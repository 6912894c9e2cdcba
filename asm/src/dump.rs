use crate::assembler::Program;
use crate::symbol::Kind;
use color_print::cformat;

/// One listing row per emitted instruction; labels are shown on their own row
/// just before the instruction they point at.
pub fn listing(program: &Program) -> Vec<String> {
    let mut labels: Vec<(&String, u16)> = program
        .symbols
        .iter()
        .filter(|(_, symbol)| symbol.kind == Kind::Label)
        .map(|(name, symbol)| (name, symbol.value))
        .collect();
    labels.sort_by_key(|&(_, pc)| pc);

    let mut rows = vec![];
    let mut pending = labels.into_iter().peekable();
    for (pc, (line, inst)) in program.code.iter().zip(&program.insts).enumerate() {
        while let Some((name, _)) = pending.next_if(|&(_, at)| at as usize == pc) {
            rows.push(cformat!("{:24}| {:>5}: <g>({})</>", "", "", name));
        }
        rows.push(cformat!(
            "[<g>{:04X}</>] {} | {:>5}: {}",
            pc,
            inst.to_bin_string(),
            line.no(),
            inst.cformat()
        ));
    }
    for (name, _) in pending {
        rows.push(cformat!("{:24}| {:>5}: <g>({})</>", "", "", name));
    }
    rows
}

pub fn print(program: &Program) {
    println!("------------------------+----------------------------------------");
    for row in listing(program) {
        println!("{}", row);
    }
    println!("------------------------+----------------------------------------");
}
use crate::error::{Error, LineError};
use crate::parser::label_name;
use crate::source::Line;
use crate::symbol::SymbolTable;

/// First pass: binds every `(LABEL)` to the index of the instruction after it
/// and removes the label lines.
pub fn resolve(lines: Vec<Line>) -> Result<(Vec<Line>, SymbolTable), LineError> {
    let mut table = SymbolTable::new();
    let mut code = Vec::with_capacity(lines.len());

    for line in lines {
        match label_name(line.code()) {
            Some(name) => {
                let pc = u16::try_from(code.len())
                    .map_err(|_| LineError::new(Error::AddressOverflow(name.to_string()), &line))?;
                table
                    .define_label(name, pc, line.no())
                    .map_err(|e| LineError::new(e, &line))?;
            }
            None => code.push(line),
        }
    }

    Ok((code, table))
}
- - - - - - -
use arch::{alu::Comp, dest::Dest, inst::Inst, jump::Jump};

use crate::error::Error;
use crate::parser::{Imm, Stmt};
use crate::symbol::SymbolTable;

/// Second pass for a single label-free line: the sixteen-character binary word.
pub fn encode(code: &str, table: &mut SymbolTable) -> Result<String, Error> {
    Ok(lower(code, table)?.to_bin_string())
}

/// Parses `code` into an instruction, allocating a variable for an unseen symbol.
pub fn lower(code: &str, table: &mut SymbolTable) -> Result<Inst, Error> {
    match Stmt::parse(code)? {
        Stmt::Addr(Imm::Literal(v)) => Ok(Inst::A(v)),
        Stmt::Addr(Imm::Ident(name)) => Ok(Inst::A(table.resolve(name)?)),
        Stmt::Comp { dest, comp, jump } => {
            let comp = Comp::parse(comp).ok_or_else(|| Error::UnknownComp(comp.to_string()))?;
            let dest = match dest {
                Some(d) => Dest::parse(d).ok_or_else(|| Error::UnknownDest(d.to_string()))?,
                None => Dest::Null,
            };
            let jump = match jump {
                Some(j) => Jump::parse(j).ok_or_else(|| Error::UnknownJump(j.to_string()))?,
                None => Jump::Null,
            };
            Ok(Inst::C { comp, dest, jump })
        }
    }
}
- - - - - - -
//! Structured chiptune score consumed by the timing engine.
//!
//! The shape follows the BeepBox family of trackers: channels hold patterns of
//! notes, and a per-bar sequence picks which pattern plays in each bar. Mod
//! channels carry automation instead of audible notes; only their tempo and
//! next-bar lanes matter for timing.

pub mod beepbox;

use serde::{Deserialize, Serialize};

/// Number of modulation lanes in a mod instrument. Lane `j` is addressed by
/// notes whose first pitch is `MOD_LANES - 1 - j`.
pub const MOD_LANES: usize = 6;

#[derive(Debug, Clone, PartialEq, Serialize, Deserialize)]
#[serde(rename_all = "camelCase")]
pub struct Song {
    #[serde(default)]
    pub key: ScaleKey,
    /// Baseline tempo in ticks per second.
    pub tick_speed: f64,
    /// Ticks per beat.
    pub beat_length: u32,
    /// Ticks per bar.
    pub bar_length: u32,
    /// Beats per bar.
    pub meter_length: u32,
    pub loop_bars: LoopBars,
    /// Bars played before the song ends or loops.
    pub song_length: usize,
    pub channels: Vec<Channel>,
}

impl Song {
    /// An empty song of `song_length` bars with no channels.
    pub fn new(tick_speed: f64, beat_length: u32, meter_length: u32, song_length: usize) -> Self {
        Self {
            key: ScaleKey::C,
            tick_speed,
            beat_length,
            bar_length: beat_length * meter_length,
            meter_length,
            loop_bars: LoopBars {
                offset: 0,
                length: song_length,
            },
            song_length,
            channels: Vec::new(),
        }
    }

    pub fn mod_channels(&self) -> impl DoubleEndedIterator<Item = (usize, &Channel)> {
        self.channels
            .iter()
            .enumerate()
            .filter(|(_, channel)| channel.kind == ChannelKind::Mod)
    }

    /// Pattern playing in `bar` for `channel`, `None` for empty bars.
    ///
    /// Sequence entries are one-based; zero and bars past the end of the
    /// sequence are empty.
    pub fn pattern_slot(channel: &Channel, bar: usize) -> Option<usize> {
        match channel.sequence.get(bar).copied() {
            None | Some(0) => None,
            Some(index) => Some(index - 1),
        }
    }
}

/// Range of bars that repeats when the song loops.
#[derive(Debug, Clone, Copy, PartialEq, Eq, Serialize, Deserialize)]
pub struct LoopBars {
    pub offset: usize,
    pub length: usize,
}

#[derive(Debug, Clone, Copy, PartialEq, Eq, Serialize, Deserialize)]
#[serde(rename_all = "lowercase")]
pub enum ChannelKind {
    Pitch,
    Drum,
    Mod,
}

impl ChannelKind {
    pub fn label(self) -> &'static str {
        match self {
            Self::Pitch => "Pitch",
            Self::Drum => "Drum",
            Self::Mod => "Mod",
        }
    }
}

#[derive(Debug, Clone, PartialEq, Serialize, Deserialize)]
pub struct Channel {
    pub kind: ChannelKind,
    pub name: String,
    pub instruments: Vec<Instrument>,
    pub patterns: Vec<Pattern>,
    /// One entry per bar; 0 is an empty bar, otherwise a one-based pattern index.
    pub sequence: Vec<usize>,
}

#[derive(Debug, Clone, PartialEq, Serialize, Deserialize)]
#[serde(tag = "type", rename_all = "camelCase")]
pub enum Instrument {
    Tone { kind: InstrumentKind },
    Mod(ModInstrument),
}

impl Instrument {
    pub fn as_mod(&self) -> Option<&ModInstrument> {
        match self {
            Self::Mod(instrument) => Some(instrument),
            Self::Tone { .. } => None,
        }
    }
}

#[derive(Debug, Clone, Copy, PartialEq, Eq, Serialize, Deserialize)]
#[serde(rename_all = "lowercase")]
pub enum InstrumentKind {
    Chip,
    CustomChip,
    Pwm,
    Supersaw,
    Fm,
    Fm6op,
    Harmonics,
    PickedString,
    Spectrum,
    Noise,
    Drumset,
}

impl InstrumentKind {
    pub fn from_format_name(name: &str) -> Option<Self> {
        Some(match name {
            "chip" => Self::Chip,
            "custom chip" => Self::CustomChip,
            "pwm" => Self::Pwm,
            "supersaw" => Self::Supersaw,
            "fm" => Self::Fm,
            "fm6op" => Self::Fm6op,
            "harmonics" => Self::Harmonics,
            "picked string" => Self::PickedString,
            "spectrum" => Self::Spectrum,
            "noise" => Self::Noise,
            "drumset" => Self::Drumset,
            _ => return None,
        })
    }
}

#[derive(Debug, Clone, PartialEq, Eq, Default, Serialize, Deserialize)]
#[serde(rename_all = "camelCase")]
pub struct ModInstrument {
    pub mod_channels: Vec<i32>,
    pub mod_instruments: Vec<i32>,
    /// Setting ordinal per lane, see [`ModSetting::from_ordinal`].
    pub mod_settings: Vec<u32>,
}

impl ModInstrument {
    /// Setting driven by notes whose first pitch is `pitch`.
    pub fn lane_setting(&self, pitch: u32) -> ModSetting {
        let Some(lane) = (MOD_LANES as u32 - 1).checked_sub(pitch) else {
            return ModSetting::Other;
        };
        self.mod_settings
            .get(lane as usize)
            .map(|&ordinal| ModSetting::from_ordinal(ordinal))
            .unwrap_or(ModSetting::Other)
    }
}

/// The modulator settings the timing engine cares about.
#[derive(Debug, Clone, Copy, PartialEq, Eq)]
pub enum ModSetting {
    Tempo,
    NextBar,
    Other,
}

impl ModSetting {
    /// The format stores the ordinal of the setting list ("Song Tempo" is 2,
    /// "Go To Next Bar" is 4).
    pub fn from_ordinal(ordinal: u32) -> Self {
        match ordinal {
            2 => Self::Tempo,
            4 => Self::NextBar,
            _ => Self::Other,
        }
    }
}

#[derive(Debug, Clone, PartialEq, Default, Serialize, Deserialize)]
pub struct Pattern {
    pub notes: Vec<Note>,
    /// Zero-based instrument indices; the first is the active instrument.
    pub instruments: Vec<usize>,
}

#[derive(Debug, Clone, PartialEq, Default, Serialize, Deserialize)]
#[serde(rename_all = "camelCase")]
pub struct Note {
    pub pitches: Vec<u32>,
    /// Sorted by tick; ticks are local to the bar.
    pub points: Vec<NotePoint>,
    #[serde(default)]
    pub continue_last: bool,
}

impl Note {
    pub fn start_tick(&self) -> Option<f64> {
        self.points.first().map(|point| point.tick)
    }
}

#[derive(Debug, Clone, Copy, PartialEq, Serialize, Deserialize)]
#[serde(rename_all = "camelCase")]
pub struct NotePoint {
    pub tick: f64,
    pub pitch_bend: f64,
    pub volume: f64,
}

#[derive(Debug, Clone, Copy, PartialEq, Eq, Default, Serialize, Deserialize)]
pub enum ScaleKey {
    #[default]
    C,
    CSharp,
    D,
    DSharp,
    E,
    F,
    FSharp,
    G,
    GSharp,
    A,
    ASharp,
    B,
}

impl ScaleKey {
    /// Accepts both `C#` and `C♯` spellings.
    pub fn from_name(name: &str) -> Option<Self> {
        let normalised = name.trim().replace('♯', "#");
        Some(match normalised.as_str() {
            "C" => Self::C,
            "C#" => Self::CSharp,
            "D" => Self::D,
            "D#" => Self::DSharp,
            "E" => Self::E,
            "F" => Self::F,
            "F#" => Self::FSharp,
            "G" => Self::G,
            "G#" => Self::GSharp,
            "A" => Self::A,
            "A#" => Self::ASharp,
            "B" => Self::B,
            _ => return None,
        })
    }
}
- - - - - - -
# Task objective
Across the material, report every line that has the word "crate".

# Exercise answer
use crate::assembler::Program;
use crate::symbol::Kind;
use crate::error::{Error, LineError};
use crate::parser::label_name;
use crate::source::Line;
use crate::symbol::SymbolTable;
use crate::error::Error;
use crate::parser::{Imm, Stmt};
use crate::symbol::SymbolTable;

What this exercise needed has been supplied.